Exercise aim: Among the entries below, find every line that has "errors" and pull it out.

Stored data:

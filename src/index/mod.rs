// Directory indexer - tree rendering and file collection over source roots
//
// Roots are walked in the order given; inside a root entries are visited
// depth-first in file-name order so output is reproducible. Excluded
// directory names are pruned at every depth (never descended into).

pub mod skeleton;

pub use skeleton::extract_skeleton;

use std::collections::HashSet;
use std::fs;
use std::path::{Path, PathBuf};
use tracing::{debug, warn};
use walkdir::{DirEntry, WalkDir};

use crate::config::Config;

/// Indentation unit used by the rendered tree.
const TREE_INDENT: &str = "    ";

/// How a file's content is represented in the output.
#[derive(Debug, Clone, Copy, PartialEq, Eq)]
pub enum EntryKind {
    Full,
    Skeleton,
}

/// One file produced by the indexer.
///
/// `path` is the root joined with the relative path, so it is relative or
/// absolute exactly as the root was given.
#[derive(Debug, Clone, PartialEq, Eq)]
pub struct DirectoryEntry {
    pub path: PathBuf,
    pub content: String,
    pub kind: EntryKind,
}

pub struct DirectoryIndexer {
    exclude_dirs: HashSet<String>,
    skip_extensions: HashSet<String>,
}

impl DirectoryIndexer {
    pub fn new<E, S>(exclude_dirs: E, skip_extensions: S) -> Self
    where
        E: IntoIterator,
        E::Item: Into<String>,
        S: IntoIterator,
        S::Item: Into<String>,
    {
        Self {
            exclude_dirs: exclude_dirs.into_iter().map(Into::<String>::into).collect(),
            skip_extensions: skip_extensions
                .into_iter()
                .map(|ext| Into::<String>::into(ext).to_ascii_lowercase())
                .collect(),
        }
    }

    pub fn from_config(config: &Config) -> Self {
        Self::new(
            config.exclude_dirs.iter().cloned(),
            config.skip_extensions.iter().cloned(),
        )
    }

    /// Render a combined tree for all roots.
    ///
    /// A missing root becomes a `[MISSING DIRECTORY: ...]` line and the
    /// remaining roots are still rendered.
    pub fn render_tree(&self, roots: &[PathBuf]) -> String {
        let mut tree = String::new();

        for root in roots {
            if !root.exists() {
                tree.push_str(&format!("[MISSING DIRECTORY: {}]\n", root.display()));
                continue;
            }

            tree.push_str(&format!("ROOT: {}/\n", root.display()));
            for entry in self.walk(root) {
                let indent = TREE_INDENT.repeat(entry.depth() + 1);
                let name = entry.file_name().to_string_lossy();
                if entry.file_type().is_dir() {
                    tree.push_str(&format!("{}|-- {}/\n", indent, name));
                } else {
                    tree.push_str(&format!("{}|-- {}\n", indent, name));
                }
            }
            tree.push('\n');
        }

        tree
    }

    /// Collect every embeddable file under the roots.
    ///
    /// Asset files (by extension) and files that are not valid UTF-8 are
    /// left out; they still show up in `render_tree`.
    pub fn collect_entries(&self, roots: &[PathBuf], kind: EntryKind) -> Vec<DirectoryEntry> {
        let mut entries = Vec::new();

        for root in roots {
            if !root.exists() {
                debug!("Skipping missing source root {}", root.display());
                continue;
            }

            for entry in self.walk(root) {
                if !entry.file_type().is_file() || self.is_asset(entry.path()) {
                    continue;
                }

                let content = match fs::read_to_string(entry.path()) {
                    Ok(c) => c,
                    Err(e) => {
                        debug!("Skipping unreadable file {}: {}", entry.path().display(), e);
                        continue;
                    }
                };

                let content = match kind {
                    EntryKind::Full => content,
                    EntryKind::Skeleton => extract_skeleton(&content),
                };

                entries.push(DirectoryEntry {
                    path: entry.into_path(),
                    content,
                    kind,
                });
            }
        }

        entries
    }

    fn walk<'a>(&'a self, root: &Path) -> impl Iterator<Item = DirEntry> + 'a {
        WalkDir::new(root)
            .sort_by_file_name()
            .into_iter()
            .filter_entry(move |entry| !self.is_excluded(entry))
            .filter_map(|result| match result {
                Ok(entry) => Some(entry),
                Err(e) => {
                    warn!("Failed to read directory entry: {}", e);
                    None
                }
            })
    }

    fn is_excluded(&self, entry: &DirEntry) -> bool {
        entry.depth() > 0
            && entry.file_type().is_dir()
            && self
                .exclude_dirs
                .contains(entry.file_name().to_string_lossy().as_ref())
    }

    fn is_asset(&self, path: &Path) -> bool {
        path.extension()
            .map(|ext| {
                self.skip_extensions
                    .contains(&ext.to_string_lossy().to_ascii_lowercase())
            })
            .unwrap_or(false)
    }
}
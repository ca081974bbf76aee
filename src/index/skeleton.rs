// Skeleton extraction - keeps only the declarative surface of a source file
//
// This is a line filter, not a parser: a line survives when its trimmed form
// starts with one of DECLARATION_PREFIXES, or when it contains a docstring
// delimiter anywhere (so a `"""` inside an ordinary string literal is kept
// too). No brace or indentation tracking.

/// Prefixes that introduce definitions, imports, decorators or async items.
pub const DECLARATION_PREFIXES: &[&str] = &[
    // Python
    "def ",
    "class ",
    "import ",
    "from ",
    "@",
    "async ",
    // Rust
    "pub ",
    "fn ",
    "struct ",
    "enum ",
    "trait ",
    "impl ",
    "use ",
    "mod ",
    "#[",
    "///",
    "//!",
    // JavaScript / TypeScript
    "export ",
    "function ",
    "interface ",
];

/// Docstring delimiters matched anywhere in a line.
pub const DOCSTRING_DELIMITERS: &[&str] = &["\"\"\"", "'''"];

pub fn is_skeleton_line(line: &str) -> bool {
    let trimmed = line.trim();
    DECLARATION_PREFIXES.iter().any(|p| trimmed.starts_with(p))
        || DOCSTRING_DELIMITERS.iter().any(|d| line.contains(d))
}

/// Reduce file content to its skeleton lines, joined with `\n`.
///
/// Idempotent: every kept line is kept again on a second pass.
pub fn extract_skeleton(content: &str) -> String {
    content
        .split('\n')
        .filter(|line| is_skeleton_line(line))
        .collect::<Vec<_>>()
        .join("\n")
}
// grace-ctx - context bundler for staged LLM workflows
// Library exports

pub mod assemble;
pub mod config;
pub mod errors;
pub mod fetch;
pub mod index;
pub mod normalize;

pub use assemble::{AssemblyRequest, ContextAssembler, Mode};
pub use config::Config;
pub use errors::FetchError;
pub use fetch::{FetchResult, SourceFetcher, SourceKind};
pub use index::{DirectoryEntry, DirectoryIndexer, EntryKind};
// Shared helpers for integration tests
//
// Generated documents are parsed with roxmltree, which rejects anything that
// is not well-formed XML 1.0 (including characters outside the `Char`
// production). Adjacent CDATA sections come back as one joined text.

#![allow(dead_code)]

use std::fs;
use std::path::Path;

#[derive(Debug, Clone)]
pub struct Element {
    pub name: String,
    pub attrs: Vec<(String, String)>,
    pub text: String,
}

impl Element {
    pub fn attr(&self, name: &str) -> Option<String> {
        self.attrs
            .iter()
            .find(|(key, _)| key == name)
            .map(|(_, value)| value.clone())
    }
}

/// Parse a document into its elements (document order, root first).
pub fn parse_elements(doc: &str) -> Result<Vec<Element>, String> {
    let parsed = roxmltree::Document::parse(doc).map_err(|e| e.to_string())?;

    Ok(parsed
        .descendants()
        .filter(|node| node.is_element())
        .map(|node| Element {
            name: node.tag_name().name().to_string(),
            attrs: node
                .attributes()
                .map(|a| (a.name().to_string(), a.value().to_string()))
                .collect(),
            text: node
                .children()
                .filter(|child| child.is_text())
                .filter_map(|child| child.text())
                .collect(),
        })
        .collect())
}

pub fn elements_named<'a>(elements: &'a [Element], name: &str) -> Vec<&'a Element> {
    elements.iter().filter(|e| e.name == name).collect()
}

/// Text of a CDATA block as the writer framed it (`\n{content}\n`)
pub fn block_content(element: &Element) -> &str {
    element
        .text
        .strip_prefix('\n')
        .and_then(|t| t.strip_suffix('\n'))
        .unwrap_or(&element.text)
}

pub fn write_file(path: &Path, content: &str) {
    if let Some(parent) = path.parent() {
        fs::create_dir_all(parent).unwrap();
    }
    fs::write(path, content).unwrap();
}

Task result:
pub mod errors;
pub use errors::FetchError;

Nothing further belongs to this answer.